Prep and add remaining vegetables
Add the bean sprouts, cubed tofu, diced tomatoes, thinly sliced onion, and chopped green onion to the bowl with the watercress. Toss gently to combine.
Slice the onion as thin as possible - paper thin is ideal. If the onion flavor feels too sharp, soak the slices in cold water for 10 minutes first.
Prepare the salmon
Cook the salmon your preferred way - grilled, pan-seared, or baked. Once cooked and slightly cooled, flake it into large pieces and set aside.

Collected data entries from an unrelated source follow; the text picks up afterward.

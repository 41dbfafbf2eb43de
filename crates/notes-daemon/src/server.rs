//! WebSocket room relay.
//!
//! Groups connections by room and forwards every frame to the other members
//! of the sender's room. The relay never decodes room traffic except to
//! announce a `Leave` for participants whose connection drops.
//!
//! WebSocket upgrades run in their own tasks so a client that never
//! finishes one cannot hold up relaying.

use crate::connection::{ConnId, ConnectionEvent, RoomConnection};
use anyhow::Result;
use note_sync::{ParticipantId, RoomId, RoomMessage};
use std::collections::HashMap;
use std::net::SocketAddr;
use std::time::Duration;
use tokio::net::{TcpListener, TcpStream};
use tokio::sync::mpsc;
use tokio_tungstenite::{WebSocketStream, accept_async};
use tracing::{debug, error, info, warn};

/// What the relay did with one connection event.
#[derive(Debug, Clone, PartialEq, Eq)]
pub enum ServerEvent {
    /// A participant completed its handshake and joined a room.
    Joined {
        participant: ParticipantId,
        room: RoomId,
        /// Other members at the time of joining
        peers: usize,
    },
    /// A frame was forwarded to the rest of the room.
    Relayed {
        participant: ParticipantId,
        room: RoomId,
        bytes: usize,
        recipients: usize,
    },
    /// A joined participant disconnected.
    Left {
        participant: ParticipantId,
        room: RoomId,
    },
}

/// How long a TCP connection gets to complete the WebSocket upgrade.
const UPGRADE_TIMEOUT: Duration = Duration::from_secs(10);

type Upgraded = (SocketAddr, WebSocketStream<TcpStream>);

struct Member {
    participant: ParticipantId,
    room: RoomId,
    conn: RoomConnection,
}

/// WebSocket relay managing room membership.
pub struct RelayServer {
    /// Pre-handshake connections
    pending: HashMap<ConnId, RoomConnection>,
    /// Post-handshake connections
    members: HashMap<ConnId, Member>,
    /// Connections per room, in join order
    rooms: HashMap<RoomId, Vec<ConnId>>,
    next_conn_id: ConnId,
    event_tx: mpsc::UnboundedSender<ConnectionEvent>,
    event_rx: mpsc::UnboundedReceiver<ConnectionEvent>,
    /// Upgrades run in their own tasks and report back here
    upgraded_tx: mpsc::UnboundedSender<Upgraded>,
    upgraded_rx: mpsc::UnboundedReceiver<Upgraded>,
}

impl Default for RelayServer {
    fn default() -> Self {
        Self::new()
    }
}

impl RelayServer {
    pub fn new() -> Self {
        let (event_tx, event_rx) = mpsc::unbounded_channel();
        let (upgraded_tx, upgraded_rx) = mpsc::unbounded_channel();

        Self {
            pending: HashMap::new(),
            members: HashMap::new(),
            rooms: HashMap::new(),
            next_conn_id: 1,
            event_tx,
            event_rx,
            upgraded_tx,
            upgraded_rx,
        }
    }

    /// Bind to an address and return the TCP listener.
    pub async fn bind(listen_addr: &str) -> Result<TcpListener> {
        let listener = TcpListener::bind(listen_addr).await?;
        info!("Relay listening on {}", listener.local_addr()?);
        Ok(listener)
    }

    /// Accept connections and relay frames until the task is dropped.
    pub async fn run(mut self, listener: TcpListener) {
        loop {
            tokio::select! {
                result = listener.accept() => {
                    match result {
                        Ok((stream, addr)) => self.accept_connection(stream, addr),
                        Err(e) => error!("Failed to accept connection: {}", e),
                    }
                }
                Some((addr, ws_stream)) = self.upgraded_rx.recv() => {
                    self.register(addr, ws_stream);
                }
                Some(event) = self.event_rx.recv() => {
                    // Handled in the branch body, not the branch future, so an
                    // accept never cancels a relay half way through.
                    if let Some(event) = self.handle_event(event).await {
                        debug!("Relay event: {:?}", event);
                    }
                }
            }
        }
    }

    /// Start the WebSocket upgrade of a TCP connection in the background.
    /// The connection is registered once the upgrade completes, and joins a
    /// room once its handshake arrives.
    pub fn accept_connection(&self, stream: TcpStream, addr: SocketAddr) {
        let upgraded = self.upgraded_tx.clone();
        tokio::spawn(async move {
            if let Some(ws_stream) = upgrade(stream, addr).await {
                // Relay gone means nothing left to register with
                let _ = upgraded.send((addr, ws_stream));
            }
        });
    }

    fn register(&mut self, addr: SocketAddr, ws_stream: WebSocketStream<TcpStream>) {
        let conn_id = self.next_conn_id;
        self.next_conn_id += 1;
        debug!("New connection from {} (conn-{})", addr, conn_id);

        // This loop handles the reader's events only after the insert, so
        // the handshake finds the connection pending
        let conn = RoomConnection::new(conn_id, ws_stream, self.event_tx.clone());
        self.pending.insert(conn_id, conn);
    }

    /// Apply one connection event.
    ///
    /// Frames from connections that have not joined a room, repeated
    /// handshakes, and closes before handshake produce no `ServerEvent`.
    async fn handle_event(&mut self, event: ConnectionEvent) -> Option<ServerEvent> {
        match event {
            ConnectionEvent::Handshake {
                conn_id,
                participant,
                room,
            } => self.on_handshake(conn_id, participant, room).await,
            ConnectionEvent::Frame { conn_id, data } => self.on_frame(conn_id, &data).await,
            ConnectionEvent::Closed { conn_id } => self.on_closed(conn_id).await,
        }
    }

    async fn on_handshake(
        &mut self,
        conn_id: ConnId,
        participant: ParticipantId,
        room: RoomId,
    ) -> Option<ServerEvent> {
        let Some(conn) = self.pending.remove(&conn_id) else {
            warn!("Ignoring repeated handshake on conn-{}", conn_id);
            return None;
        };

        let peers = self.room_size(&room);
        if let Err(e) = conn.send_accept(participant, &room, peers).await {
            error!("Failed to acknowledge {} in {}: {}", participant, room, e);
            return None;
        }

        info!("{} joined {} ({} peer(s))", participant, room, peers);
        self.rooms.entry(room.clone()).or_default().push(conn_id);
        self.members.insert(
            conn_id,
            Member {
                participant,
                room: room.clone(),
                conn,
            },
        );
        Some(ServerEvent::Joined {
            participant,
            room,
            peers,
        })
    }

    async fn on_frame(&mut self, conn_id: ConnId, data: &[u8]) -> Option<ServerEvent> {
        let Some(member) = self.members.get(&conn_id) else {
            warn!("Dropping frame from conn-{} before handshake", conn_id);
            return None;
        };
        let participant = member.participant;
        let room = member.room.clone();

        let recipients = self.broadcast_except(&room, conn_id, data).await;
        debug!(
            "Relayed {} bytes from {} to {} member(s) of {}",
            data.len(),
            participant,
            recipients,
            room
        );
        Some(ServerEvent::Relayed {
            participant,
            room,
            bytes: data.len(),
            recipients,
        })
    }

    async fn on_closed(&mut self, conn_id: ConnId) -> Option<ServerEvent> {
        let Some(member) = self.members.remove(&conn_id) else {
            self.pending.remove(&conn_id);
            debug!("conn-{} closed before handshake", conn_id);
            return None;
        };

        if let Some(conns) = self.rooms.get_mut(&member.room) {
            conns.retain(|c| *c != conn_id);
            if conns.is_empty() {
                self.rooms.remove(&member.room);
            }
        }

        // Members who left cleanly already sent their own Leave; a second
        // one is a no-op for the roster.
        match (RoomMessage::Leave {
            from: member.participant,
        })
        .encode()
        {
            Ok(leave) => {
                self.broadcast_except(&member.room, conn_id, &leave).await;
            }
            Err(e) => error!("Failed to encode leave for {}: {}", member.participant, e),
        }

        info!("{} left {}", member.participant, member.room);
        Some(ServerEvent::Left {
            participant: member.participant,
            room: member.room,
        })
    }

    /// Send to every member of `room` except `exclude`. Returns how many
    /// members the frame was delivered to.
    async fn broadcast_except(&self, room: &RoomId, exclude: ConnId, data: &[u8]) -> usize {
        let Some(conns) = self.rooms.get(room) else {
            return 0;
        };

        let mut delivered = 0;
        for conn_id in conns.iter().filter(|c| **c != exclude) {
            let Some(member) = self.members.get(conn_id) else {
                continue;
            };
            match member.conn.send(data).await {
                Ok(()) => delivered += 1,
                Err(e) => warn!("Failed to relay to {}: {}", member.participant, e),
            }
        }
        delivered
    }

    /// Number of joined members in `room`.
    pub fn room_size(&self, room: &RoomId) -> usize {
        self.rooms.get(room).map_or(0, Vec::len)
    }

    /// Number of rooms with at least one member.
    pub fn room_count(&self) -> usize {
        self.rooms.len()
    }
}

async fn upgrade(stream: TcpStream, addr: SocketAddr) -> Option<WebSocketStream<TcpStream>> {
    match tokio::time::timeout(UPGRADE_TIMEOUT, accept_async(stream)).await {
        Ok(Ok(ws)) => Some(ws),
        Ok(Err(e)) => {
            // Health checks (like `nc -z`) connect and immediately close without
            // completing the WebSocket handshake. Log these as debug, not error.
            let err_str = e.to_string();
            if err_str.contains("Handshake not finished")
                || err_str.contains("Connection reset")
                || err_str.contains("unexpected EOF")
            {
                debug!("Connection closed before handshake from {}", addr);
            } else {
                error!("WebSocket upgrade failed for {}: {}", addr, e);
            }
            None
        }
        Err(_) => {
            warn!("{} did not complete the WebSocket upgrade in time", addr);
            None
        }
    }
}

This salad works great with leftover salmon too. My mom always made it with whatever salmon was already cooked.
Make the dressing
In a small bowl or jar, combine the rice vinegar, shoyu, sugar, sesame oil, vegetable oil, sesame seeds, and freshly grated ginger. Whisk or shake until combined. Taste and adjust sugar to your preference - the dressing should be tangy with a subtle sweetness.
Dress and finish
Add the flaked salmon to the salad bowl. Pour the dressing over and toss gently to coat everything without breaking up the tofu and salmon too much. Finish with the toasted sesame seeds scattered on top.
Serve immediately
This salad is best served fresh - the watercress wilts quickly once dressed. Plate and enjoy right away.